Goal of the exercise: Give back the whole listing exactly as shown.
-- Exercise materials follows --
//! Technician types

use serde::{Deserialize, Serialize};
use sqlx::FromRow;
use uuid::Uuid;

/// A technician who can be booked. Read-only to the scheduler.
#[derive(Debug, Clone, Serialize, Deserialize, FromRow)]
#[serde(rename_all = "camelCase")]
pub struct Technician {
    pub id: Uuid,
    pub display_name: String,
    pub active: bool,
}

impl Technician {
    pub fn new(id: Uuid, display_name: impl Into<String>) -> Self {
        Self {
            id,
            display_name: display_name.into(),
            active: true,
        }
    }
}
-- Exercise materials concluded --
Output of the task:
//! Technician types

use serde::{Deserialize, Serialize};
use sqlx::FromRow;
use uuid::Uuid;

/// A technician who can be booked. Read-only to the scheduler.
#[derive(Debug, Clone, Serialize, Deserialize, FromRow)]
#[serde(rename_all = "camelCase")]
pub struct Technician {
    pub id: Uuid,
    pub display_name: String,
    pub active: bool,
}

impl Technician {
    pub fn new(id: Uuid, display_name: impl Into<String>) -> Self {
        Self {
            id,
            display_name: display_name.into(),
            active: true,
        }
    }
}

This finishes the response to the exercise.